### Task prompt
Print each record below word for word.

### Recorded information
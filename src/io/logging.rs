use std::fs::{self, OpenOptions};
use std::path::Path;
use std::sync::Mutex;

use tracing_subscriber::EnvFilter;

/// Environment variable holding the log filter (tracing `EnvFilter` syntax)
pub const LOG_ENV: &str = "PLANNER_LOG";

fn env_filter(default: &str) -> EnvFilter {
    EnvFilter::try_from_env(LOG_ENV).unwrap_or_else(|_| EnvFilter::new(default))
}

/// Log to stderr (CLI). Defaults to warnings only.
pub fn init_stderr() {
    let _ = tracing_subscriber::fmt()
        .with_env_filter(env_filter("warn"))
        .with_writer(std::io::stderr)
        .with_target(false)
        .try_init();
}

/// Log to `planner.log` in the data directory (TUI owns the terminal).
/// Falls back to no logging if the file cannot be opened.
pub fn init_file(data_dir: &Path) {
    if fs::create_dir_all(data_dir).is_err() {
        return;
    }
    let file = match OpenOptions::new()
        .create(true)
        .append(true)
        .open(data_dir.join("planner.log"))
    {
        Ok(f) => f,
        Err(_) => return,
    };
    let _ = tracing_subscriber::fmt()
        .with_env_filter(env_filter("info"))
        .with_writer(Mutex::new(file))
        .with_ansi(false)
        .try_init();
}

### Answer for this exercise
filename src/io/logging.rs
use std::fs::{self, OpenOptions};
use std::path::Path;
use std::sync::Mutex;

use tracing_subscriber::EnvFilter;

/// Environment variable holding the log filter (tracing `EnvFilter` syntax)
pub const LOG_ENV: &str = "PLANNER_LOG";

fn env_filter(default: &str) -> EnvFilter {
    EnvFilter::try_from_env(LOG_ENV).unwrap_or_else(|_| EnvFilter::new(default))
}

/// Log to stderr (CLI). Defaults to warnings only.
pub fn init_stderr() {
    let _ = tracing_subscriber::fmt()
        .with_env_filter(env_filter("warn"))
        .with_writer(std::io::stderr)
        .with_target(false)
        .try_init();
}

/// Log to `planner.log` in the data directory (TUI owns the terminal).
/// Falls back to no logging if the file cannot be opened.
pub fn init_file(data_dir: &Path) {
    if fs::create_dir_all(data_dir).is_err() {
        return;
    }
    let file = match OpenOptions::new()
        .create(true)
        .append(true)
        .open(data_dir.join("planner.log"))
    {
        Ok(f) => f,
        Err(_) => return,
    };
    let _ = tracing_subscriber::fmt()
        .with_env_filter(env_filter("info"))
        .with_writer(Mutex::new(file))
        .with_ansi(false)
        .try_init();
}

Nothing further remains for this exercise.